Filed months before the Department of Justice and state attorneys general filed their antitrust lawsuits, the purported class action alleges Google leverages its massive data trove enabled by its vast consumer base to quash competition. One example in the complaint claims that the company tracks sensitive personal data in a bid to compete against TikTok by developing a competing video platform called "Shorts."

Citing "a lot of case law in the [Northern District] around this issue," Keulen expressed skepticism about claims of inadequate disclosure over the data collection. She asked if she could rule on whether the notices are sufficient on a motion to dismiss. McCoy v. Alphabet, Inc., 20-cv-05427 (N.D. Cal., filed Aug. 5, 2020).
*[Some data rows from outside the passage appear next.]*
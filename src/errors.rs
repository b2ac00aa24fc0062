use std::io;

use thiserror::Error;

pub type Result<T> = std::result::Result<T, Error>;

/// Failures surfaced by connections and pools.
///
/// Status words the server may answer with where success was expected are
/// mapped onto a fixed set of variants (`Draining`, `NotFound`) with
/// `UnexpectedResponse` as the catch-all, so callers can match on the
/// condition rather than string-compare reply lines.
#[derive(Debug, Error)]
pub enum Error {
    /// The connection has been closed, or a pool has no open members left.
    #[error("not connected")]
    NotConnected,

    /// The server closed the stream, or a byte-counted read ended early.
    #[error("server disconnected")]
    Disconnected,

    /// A reply line that doesn't fit the reply grammar. The stream position
    /// can no longer be trusted, so the connection is abandoned.
    #[error("unparseable reply line: {0:?}")]
    BadReply(String),

    /// The two bytes after a byte-counted payload were not CRLF.
    #[error("missing CRLF trailer after payload")]
    BadTrailer,

    /// The server is shedding load and refusing this operation.
    #[error("server is draining")]
    Draining,

    /// The job or tube named in the request is unknown to the server.
    #[error("not found")]
    NotFound,

    /// Any other status word outside the expected set for the command.
    #[error("unexpected response: {line:?}")]
    UnexpectedResponse { word: String, line: String },

    /// A tube name the server would reject as BAD_FORMAT.
    #[error("invalid tube name: {0:?}")]
    BadTubeName(String),

    /// A second reserve was issued while one was still awaiting its reply.
    /// Nothing is sent on the wire in this case.
    #[error("a reservation is already pending on this connection")]
    ReservePending,

    /// A pending reserve was abandoned by its caller. The reply can no
    /// longer be correlated with anything, so the connection is closed.
    #[error("reservation cancelled")]
    ReserveCancelled,

    #[error("i/o error: {0}")]
    Io(#[from] io::Error),

    #[error("codec error: {0}")]
    Codec(#[from] serde_yaml::Error),
}

impl Error {
    /// True for faults that are fatal to the affected connection and that a
    /// pool answers by dropping the member and reconnecting.
    pub fn is_transport_fault(&self) -> bool {
        matches!(self, Error::Disconnected | Error::Io(_))
    }
}

/// Maps low-level read/write failures onto the taxonomy: detectable
/// disconnections become `Disconnected`, everything else stays `Io`.
pub(crate) fn classify_io(e: io::Error) -> Error {
    use io::ErrorKind::*;

    match e.kind() {
        UnexpectedEof | ConnectionReset | ConnectionAborted | BrokenPipe => {
            Error::Disconnected
        },
        _ => Error::Io(e),
    }
}
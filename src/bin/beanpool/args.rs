use clap::{Parser, Subcommand};

#[derive(Parser, Debug)]
#[command(about, long_about = None, version)]
pub(crate) struct Args {
    /// Server addresses to pool over. Repeatable.
    #[arg(short, long, default_value = "127.0.0.1:11300")]
    pub(crate) server: Vec<String>,
    /// Enables human-friendly logging.
    #[arg(short, long, default_value_t)]
    pub(crate) debug: bool,
    #[command(subcommand)]
    pub(crate) cmd: Cmd,
}

#[derive(Subcommand, Debug)]
pub(crate) enum Cmd {
    /// Prints merged statistics across the pool.
    Stats,
    /// Enqueues a job on one server.
    Put {
        body: String,
        /// Tube to put into.
        #[arg(short, long)]
        tube: Option<String>,
        #[arg(short, long, default_value_t = beanpool::DEFAULT_PRI)]
        pri: u32,
        #[arg(short, long, default_value_t = 0)]
        delay: u32,
        /// Time-to-run in seconds.
        #[arg(long, default_value_t = 120)]
        ttr: u32,
    },
    /// Reserves one job and prints it.
    Reserve {
        /// Extra tubes to watch before reserving. Repeatable.
        #[arg(short, long)]
        watch: Vec<String>,
        /// Gives up after this many seconds.
        #[arg(short, long)]
        timeout: Option<u64>,
        /// Deletes the job after printing it.
        #[arg(long, default_value_t)]
        delete: bool,
    },
    /// Prints the next ready job without reserving it.
    Peek,
    /// Deletes a job by ID on whichever server holds it.
    Delete { id: u64 },
    /// Lists the tubes known to each server.
    ListTubes,
}
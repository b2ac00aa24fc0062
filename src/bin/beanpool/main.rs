mod args;

use std::process::ExitCode;
use std::time::Duration;

use anyhow::{bail, Result};
use beanpool::util::bytes_to_human_str;
use beanpool::{Pool, PutOptions};
use clap::Parser;
use tokio_util::sync::CancellationToken;
use tracing::{error, info, Level};

use crate::args::{Args, Cmd};

#[tokio::main(flavor = "current_thread")]
async fn main() -> ExitCode {
    let args = Args::parse();

    // Logging
    if args.debug {
        tracing_subscriber::fmt()
            .with_max_level(Level::TRACE)
            .init();
    } else {
        tracing_subscriber::fmt().json().init();
    }

    if let Err(error) = run(args).await {
        error!(%error, "encountered runtime error");
        ExitCode::FAILURE
    } else {
        ExitCode::SUCCESS
    }
}

async fn run(args: Args) -> Result<()> {
    let mut pool = Pool::connect(args.server).await;
    if pool.open_count() == 0 {
        bail!("no servers reachable: {:?}", pool.addrs());
    }

    match args.cmd {
        Cmd::Stats => {
            let stats = pool.stats().await?;
            print!("{}", serde_yaml::to_string(&stats)?);
        },
        Cmd::Put {
            body,
            tube,
            pri,
            delay,
            ttr,
        } => {
            if let Some(tube) = tube {
                pool.use_tube(&tube).await?;
            }
            let id = pool
                .put(body.into_bytes(), PutOptions { pri, delay, ttr })
                .await?;
            info!(id, "job enqueued");
        },
        Cmd::Reserve {
            watch,
            timeout,
            delete,
        } => {
            for tube in &watch {
                pool.watch(tube).await?;
            }

            let cancel = CancellationToken::new();
            if let Some(secs) = timeout {
                let cancel = cancel.clone();
                tokio::spawn(async move {
                    tokio::time::sleep(Duration::from_secs(secs)).await;
                    cancel.cancel();
                });
            }

            let job = pool.reserve_with(&cancel).await?;
            println!(
                "{} {}",
                job.id(),
                bytes_to_human_str(job.body())
            );

            if delete {
                job.delete().await?;
            }
        },
        Cmd::Peek => match pool.peek().await? {
            Some(job) => println!(
                "{} {}",
                job.id(),
                bytes_to_human_str(job.body())
            ),
            None => info!("no ready jobs"),
        },
        Cmd::Delete { id } => {
            let found = pool.peek_job(id).await?;
            if found.is_empty() {
                bail!("job {id} not found on any server");
            }
            for (addr, job) in found {
                job.delete().await?;
                info!(id, addr, "job deleted");
            }
        },
        Cmd::ListTubes => {
            for (addr, tubes) in pool.list_tubes().await? {
                println!("{addr}: {}", tubes.join(", "));
            }
        },
    }

    Ok(())
}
Google attorney Thomas Gorman responded that a reasonable person would understand the terms of the disclosure, which was consented to by named plaintiff Robert McCoy. He cited the privacy policy stating that the company collects "information to provide better services to all our users" and that some of the information might include "activity on third-party sites and apps" to "develop new products, features and technologies."

"It's objectively plain on the face of the policy," the Keker Van Nest & Peters LLP partner said.

Levis, of Lowey Dannenberg PC, disagreed with Google's claim that the company obtained legal consent from McCoy since, he said, the policy was ambiguously written and lacked specificity. Taking issue with the company's refusal to define "apps" despite its repeated use, he said, "You can't take these broad statements and terms ... and use them to cover all of these different possible events."

"Is it your position that an adequate disclosure would have to identify all the apps specifically?" Keulen asked.

The judge also questioned whether the claims "meet the high bar for alleging invasion of privacy."

Google has maintained that the state has an exceedingly high standard to establish such a violation. It has argued that the breach must expose the victim to an extreme embarrassment or indignity, such as the public dissemination of an HIV patient's test results or the interrogation of a minor about sexual practices.

The disputed data at issue in this case, Gorman said, is not highly sensitive because it only relates to app activity data that's "analyzed in the aggregate to study larger market trends and not to gather dossiers on individual users."

Plaintiffs countered that the data collected can reveal personal information, such as peoples' political views or whether they are tracking a pregnancy.

Asked by Keulen if the data can be tied to a person, Levis conceded that it's anonymized.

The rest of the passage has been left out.